From Staff Reports

Drillers in Texas shut down seven rigs in the past week as prices began rising on expectation of production outages due to Tropical Storm Barry and continuing geopolitical tensions.

Across the nation, drillers cut four oil rigs, bringing the total down to to 784, the lowest since February 2018, according to Baker Hughes. During the same week a year ago, 863 rigs were operating.

Two U.S. gas rigs were taken out of service in the past week, leaving 172 at work. A year ago, 189 were operating.

With the addition of one miscellaneous rig, the total combined count now stands at 958. The same week a year ago, 1,054 were operating.

Reflecting Texas’ big weekly loss, Baker Hughes said the West Texas-New Mexico Permian Basin lost six rigs, to 437. Another five were shut down in South Texas’ Eagle Ford Shale, leaving 66 at work.

The East Texas-Louisiana Haynesville Shale added one, to 52.

Oklahoma’s tally was up one, to 98. That reflected single-rig gains in both the DJ Niobrara and Cana Woodford plays.

Colorado gained two, to 31.

The rig count, an early indicator of future output, has declined over the past seven months as independent exploration and production companies cut spending on drilling to focus on earnings growth instead of increased output.

Despite the declines, the U.S. Energy Information Administration projects U.S. crude output will rise to 12.36 million barrels per day this year, up from the annual record of 10.96 million barrels per day set in 2018.

Surging U.S. oil output will outpace sluggish global demand and lead to a large stocks build around the world in the next nine months, the International Energy Agency said Friday.

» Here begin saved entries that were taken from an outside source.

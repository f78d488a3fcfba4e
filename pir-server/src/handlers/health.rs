//! Health check handlers
//!
//! Provides health and readiness endpoints for monitoring and orchestration.

use axum::{extract::State, http::StatusCode, Json};
use serde::Serialize;
use utoipa::ToSchema;

use crate::state::AppState;

/// Health check response
#[derive(Serialize, ToSchema)]
pub struct HealthResponse {
    /// Service status: "healthy" or "degraded"
    #[schema(example = "healthy")]
    pub status: &'static str,
    /// Server version from Cargo.toml
    pub version: &'static str,
    /// Whether the service store answered
    pub store_available: bool,
    /// Services currently subscribed on their topic
    #[schema(example = 3)]
    pub registered_services: usize,
    /// Service name
    pub service: &'static str,
}

/// GET /health - Health check endpoint
///
/// Returns JSON with service status, version and store availability.
/// Used for monitoring and load balancer health checks.
#[utoipa::path(
    get,
    path = "/health",
    tag = "Health",
    responses(
        (status = 200, description = "Service health", body = HealthResponse)
    )
)]
pub async fn health(State(state): State<AppState>) -> Json<HealthResponse> {
    let store_available = match state.services.check_health().await {
        Ok(()) => true,
        Err(e) => {
            tracing::warn!(error = %e, "Service store health check failed");
            false
        }
    };

    let status = if store_available {
        "healthy"
    } else {
        "degraded"
    };

    Json(HealthResponse {
        status,
        version: env!("CARGO_PKG_VERSION"),
        store_available,
        registered_services: state.registry.registered_count(),
        service: "pir-server",
    })
}

/// Readiness response for Kubernetes
#[derive(Serialize, ToSchema)]
pub struct ReadyResponse {
    /// Whether the service is ready to accept traffic
    pub ready: bool,
    /// Optional message explaining status
    #[serde(skip_serializing_if = "Option::is_none")]
    pub message: Option<&'static str>,
}

/// GET /ready - Kubernetes readiness probe
///
/// Returns 200 when the service store is reachable, 503 otherwise.
#[utoipa::path(
    get,
    path = "/ready",
    tag = "Health",
    responses(
        (status = 200, description = "Ready to accept traffic", body = ReadyResponse),
        (status = 503, description = "Service store unavailable", body = ReadyResponse)
    )
)]
pub async fn ready(State(state): State<AppState>) -> (StatusCode, Json<ReadyResponse>) {
    match state.services.check_health().await {
        Ok(()) => (
            StatusCode::OK,
            Json(ReadyResponse {
                ready: true,
                message: None,
            }),
        ),
        Err(_) => (
            StatusCode::SERVICE_UNAVAILABLE,
            Json(ReadyResponse {
                ready: false,
                message: Some("service store unavailable"),
            }),
        ),
    }
}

U.S. crude was trading at about $60 per barrel Friday on the New York Mercantile Exchange, putting the contract on track to rise about 5 percent after slipping almost 2 percent in the previous week. Reasons for the rise: U.S. oil producers in the Gulf of Mexico since midweek cut more than half their output ahead of Tropical Storm Barry, and as tensions continued to simmer in the Middle East.